A few excerpts follow, but the entire essay is well worth the read,
“I don’t think Google really feels threatened (or has ever felt threatened) by portal strategy. I think what they’re afraid of is the rise of applications that seem to be tracking importance and trends better than search. In the race to find what deserves face-time, services like del.icio.us, Technorati and Digg.com in combination with the rapid adoption of web apps like bloglines, newsgator, feedster and kinja are making Google’s search seem very, very slow. And it’s all being accomplished with RSS technology.
But what’s Google’s plan for RSS? Well, the thing is Google’s been working on an RSS strategy for a long time now. Matt Mullenweg and a host of other savvy / obsessive stat watchers have noticed Google’s bots have been searching for the location of index.rdf and atom.xml since at least April of 2004.
This preemptive crawling, I believe, will be the basis of their own version of a tagging system that replaces search terms for tags.”
This isn’t the first time I’ve read about the notion that Web 2.0 technologies are threatening search. But I think we need to be careful about describing what aspect of search is vulnerable and why. In its purest form, I view “search” as looking for something which I know I am looking for. By subtle contrast, I would call “discovery” looking for something which I don’t know I am looking for. I’ve alluded to this distinction before, and I am sure others have more articulately expressed it as well.

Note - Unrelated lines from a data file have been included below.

use serde::{Deserialize, Serialize};
use serde_json::{Map, Value};
use std::fmt;

/// Media collection a document belongs to
#[derive(Debug, Clone, PartialEq, Eq, Hash, Serialize, Deserialize)]
#[serde(from = "String", into = "String")]
pub enum Collection {
    Stock,
    Sport,
    /// Any other raw value, trimmed and lower-cased. The value doubles as the
    /// thumbnail path segment and the `db` filter term, which must have a
    /// single spelling per collection.
    Other(String),
}

impl Collection {
    /// Map a raw or short-code value (`st`, `stock`, `SP`, ...) to a collection.
    /// Empty values fall back to stock so media URLs stay resolvable.
    pub fn from_raw(raw: &str) -> Self {
        let value = raw.trim().to_lowercase();
        match value.as_str() {
            "" | "st" | "stock" => Collection::Stock,
            "sp" | "sport" => Collection::Sport,
            _ => Collection::Other(value),
        }
    }

    /// Value stored in the index `db` field
    pub fn index_value(&self) -> &str {
        match self {
            Collection::Stock => "stock",
            Collection::Sport => "sport",
            Collection::Other(v) => v,
        }
    }

    /// Short code used in URLs and API payloads
    pub fn short_code(&self) -> &str {
        match self {
            Collection::Stock => "st",
            Collection::Sport => "sp",
            Collection::Other(v) => v,
        }
    }
}

impl From<String> for Collection {
    fn from(value: String) -> Self {
        Collection::from_raw(&value)
    }
}

impl From<Collection> for String {
    fn from(collection: Collection) -> Self {
        collection.short_code().to_string()
    }
}

impl fmt::Display for Collection {
    fn fmt(&self, f: &mut fmt::Formatter<'_>) -> fmt::Result {
        f.write_str(self.short_code())
    }
}

/// A search hit mapped into the canonical document shape
#[derive(Debug, Clone, PartialEq, Serialize, Deserialize)]
#[serde(rename_all = "camelCase")]
pub struct NormalizedDocument {
    /// Index document id
    pub id: String,

    pub title: String,

    #[serde(default, skip_serializing_if = "Option::is_none")]
    pub description: Option<String>,

    #[serde(rename = "db")]
    pub collection: Collection,

    pub media_id: String,

    /// `media_id` digits, left-padded with zeros to exactly 10 characters
    #[serde(rename = "paddedMediaId")]
    pub zero_padded_media_id: String,

    pub thumbnail_url: String,

    #[serde(default, skip_serializing_if = "Option::is_none")]
    pub date: Option<String>,

    /// Full raw source for anything not promoted to a named field
    #[serde(rename = "raw", default)]
    pub raw_fields: Map<String, Value>,
}
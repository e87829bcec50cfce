use axum::{
    http::StatusCode,
    response::{IntoResponse, Response},
    Json,
};
use serde_json::json;
use thiserror::Error;

use crate::search::SearchError;

/// Application error types
#[derive(Error, Debug)]
pub enum AppError {
    /// Index did not answer within the configured deadline
    #[error("Search index timed out: {0}")]
    IndexTimeout(String),

    /// Index unreachable or refused the request
    #[error("Search index unavailable: {0}")]
    IndexUnavailable(String),

    /// Index answered with something we could not interpret
    #[error("Bad response from search index: {0}")]
    BadIndexResponse(String),
}

impl AppError {
    /// Get HTTP status code for this error
    pub fn status_code(&self) -> StatusCode {
        match self {
            AppError::IndexTimeout(_) => StatusCode::GATEWAY_TIMEOUT,
            AppError::IndexUnavailable(_) => StatusCode::SERVICE_UNAVAILABLE,
            AppError::BadIndexResponse(_) => StatusCode::BAD_GATEWAY,
        }
    }

    /// Get error code string
    pub fn error_code(&self) -> &str {
        match self {
            AppError::IndexTimeout(_) => "INDEX_TIMEOUT",
            AppError::IndexUnavailable(_) => "INDEX_UNAVAILABLE",
            AppError::BadIndexResponse(_) => "BAD_INDEX_RESPONSE",
        }
    }

    /// Whether a client may reasonably retry the same request
    pub fn is_retryable(&self) -> bool {
        matches!(self, AppError::IndexTimeout(_) | AppError::IndexUnavailable(_))
    }
}

/// Convert AppError to HTTP response
impl IntoResponse for AppError {
    fn into_response(self) -> Response {
        let status = self.status_code();
        let error_code = self.error_code();
        let message = self.to_string();

        tracing::error!(
            error_code = error_code,
            status_code = status.as_u16(),
            message = %message,
            "Request error"
        );

        let body = Json(json!({
            "error": {
                "code": error_code,
                "message": message,
                "status": status.as_u16(),
                "retryable": self.is_retryable(),
            }
        }));

        (status, body).into_response()
    }
}

impl From<SearchError> for AppError {
    fn from(err: SearchError) -> Self {
        match err {
            SearchError::IndexTimeout(ms) => {
                AppError::IndexTimeout(format!("no answer after {}ms", ms))
            }
            SearchError::IndexUnavailable(msg) => AppError::IndexUnavailable(msg),
            SearchError::IndexStatus { status, body } => {
                AppError::IndexUnavailable(format!("status {}: {}", status, body))
            }
            SearchError::BadResponse(msg) => AppError::BadIndexResponse(msg),
        }
    }
}

/// Result type alias
pub type Result<T> = std::result::Result<T, AppError>;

The importance of the difference is the ramification of new approaches to “looking for” information. With “search” in its strictly defined form, RSS adds the component of timeliness to relevance and cardinality/page-rank in determining the most appropriate ordering of results. However, I don’t think it RSS fundamentally changes the way that people look for information that they know they want; it just adds another dimension. On the other hand, when I want to find information which I don’t know I am looking for, there are now an in increasing number of possibilities: tagging systems like del.icio.us, personalized RSS feeds from Findory, and even merely reading others’ blogs.
The difficulty for “traditional” players like Google isn’t that search is going to be replaced by alternatives, but that the line between search and discovery is often barely noticeable. No, classifying “finding something” as search or discovery isn’t a binary proposition, but rather placing it along a gradual spectrum that exists between the two. In this fuzzy grey area lies both the opportunity for new alternative approach startups, but also the power for Google to merely extend its current offering. In his conclusion Kevin Hale is right, “I think RSS has a very promising future and Google is going to make sure they do everything in their power to be the ones to usher it in.”